■ EXERCISE OBJECTIVE:
Below are the records; copy exactly the stretch from the line containing "pub const fn segment_read_widths(w: usize)" through the line containing "pub fn segments(w: usize)", both ends included, and nothing else.

── INPUT DATA ──

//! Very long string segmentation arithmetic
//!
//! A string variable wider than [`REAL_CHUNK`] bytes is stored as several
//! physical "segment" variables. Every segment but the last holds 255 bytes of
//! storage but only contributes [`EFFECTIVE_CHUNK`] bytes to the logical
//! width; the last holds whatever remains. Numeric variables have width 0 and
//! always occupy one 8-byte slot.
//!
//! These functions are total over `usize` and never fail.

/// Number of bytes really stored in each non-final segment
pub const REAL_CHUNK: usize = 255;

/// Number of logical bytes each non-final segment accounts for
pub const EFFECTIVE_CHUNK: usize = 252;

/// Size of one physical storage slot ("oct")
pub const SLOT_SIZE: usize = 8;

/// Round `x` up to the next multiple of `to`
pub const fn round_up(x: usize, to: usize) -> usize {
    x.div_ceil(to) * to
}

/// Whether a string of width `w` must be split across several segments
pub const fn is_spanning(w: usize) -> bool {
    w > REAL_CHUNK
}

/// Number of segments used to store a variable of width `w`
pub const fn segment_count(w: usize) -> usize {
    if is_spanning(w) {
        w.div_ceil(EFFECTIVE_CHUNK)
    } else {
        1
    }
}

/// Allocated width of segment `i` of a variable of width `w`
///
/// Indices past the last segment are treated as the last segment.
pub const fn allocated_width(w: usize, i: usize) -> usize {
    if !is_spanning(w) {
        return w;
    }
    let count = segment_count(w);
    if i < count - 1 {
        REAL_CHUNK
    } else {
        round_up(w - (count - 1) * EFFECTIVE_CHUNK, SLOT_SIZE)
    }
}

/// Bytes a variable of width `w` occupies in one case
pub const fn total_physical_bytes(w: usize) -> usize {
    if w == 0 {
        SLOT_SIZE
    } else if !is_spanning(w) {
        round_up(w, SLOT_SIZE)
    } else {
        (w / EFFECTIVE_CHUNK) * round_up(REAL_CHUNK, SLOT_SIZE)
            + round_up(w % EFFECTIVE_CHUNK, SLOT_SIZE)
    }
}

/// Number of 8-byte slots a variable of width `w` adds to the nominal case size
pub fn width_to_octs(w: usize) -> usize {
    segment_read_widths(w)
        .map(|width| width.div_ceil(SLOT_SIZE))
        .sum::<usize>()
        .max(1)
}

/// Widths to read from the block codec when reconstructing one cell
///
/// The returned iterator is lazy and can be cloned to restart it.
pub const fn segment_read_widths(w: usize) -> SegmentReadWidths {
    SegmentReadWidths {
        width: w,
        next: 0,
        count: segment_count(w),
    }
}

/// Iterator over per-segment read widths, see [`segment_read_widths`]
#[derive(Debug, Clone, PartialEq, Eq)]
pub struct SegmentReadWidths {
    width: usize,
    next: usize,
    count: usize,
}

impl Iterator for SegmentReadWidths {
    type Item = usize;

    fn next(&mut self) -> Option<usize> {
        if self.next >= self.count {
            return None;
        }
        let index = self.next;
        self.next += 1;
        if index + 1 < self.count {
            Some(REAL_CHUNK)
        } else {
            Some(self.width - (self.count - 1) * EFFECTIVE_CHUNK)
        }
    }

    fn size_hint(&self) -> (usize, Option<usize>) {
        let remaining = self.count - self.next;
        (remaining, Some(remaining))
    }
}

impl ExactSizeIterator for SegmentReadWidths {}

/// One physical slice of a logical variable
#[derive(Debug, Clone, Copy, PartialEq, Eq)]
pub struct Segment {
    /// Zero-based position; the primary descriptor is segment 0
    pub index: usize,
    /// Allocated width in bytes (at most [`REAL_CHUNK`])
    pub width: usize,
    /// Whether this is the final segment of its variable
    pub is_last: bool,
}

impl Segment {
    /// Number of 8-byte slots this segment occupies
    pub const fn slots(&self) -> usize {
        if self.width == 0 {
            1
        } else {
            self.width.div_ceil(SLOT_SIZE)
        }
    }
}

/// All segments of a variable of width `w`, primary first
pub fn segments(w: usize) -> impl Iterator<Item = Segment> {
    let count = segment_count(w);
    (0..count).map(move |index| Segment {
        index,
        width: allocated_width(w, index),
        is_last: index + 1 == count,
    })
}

───

■ RESPONSE FOR THIS EXERCISE:
pub const fn segment_read_widths(w: usize) -> SegmentReadWidths {
    SegmentReadWidths {
        width: w,
        next: 0,
        count: segment_count(w),
    }
}

/// Iterator over per-segment read widths, see [`segment_read_widths`]
#[derive(Debug, Clone, PartialEq, Eq)]
pub struct SegmentReadWidths {
    width: usize,
    next: usize,
    count: usize,
}

impl Iterator for SegmentReadWidths {
    type Item = usize;

    fn next(&mut self) -> Option<usize> {
        if self.next >= self.count {
            return None;
        }
        let index = self.next;
        self.next += 1;
        if index + 1 < self.count {
            Some(REAL_CHUNK)
        } else {
            Some(self.width - (self.count - 1) * EFFECTIVE_CHUNK)
        }
    }

    fn size_hint(&self) -> (usize, Option<usize>) {
        let remaining = self.count - self.next;
        (remaining, Some(remaining))
    }
}

impl ExactSizeIterator for SegmentReadWidths {}

/// One physical slice of a logical variable
#[derive(Debug, Clone, Copy, PartialEq, Eq)]
pub struct Segment {
    /// Zero-based position; the primary descriptor is segment 0
    pub index: usize,
    /// Allocated width in bytes (at most [`REAL_CHUNK`])
    pub width: usize,
    /// Whether this is the final segment of its variable
    pub is_last: bool,
}

impl Segment {
    /// Number of 8-byte slots this segment occupies
    pub const fn slots(&self) -> usize {
        if self.width == 0 {
            1
        } else {
            self.width.div_ceil(SLOT_SIZE)
        }
    }
}

/// All segments of a variable of width `w`, primary first
pub fn segments(w: usize) -> impl Iterator<Item = Segment> {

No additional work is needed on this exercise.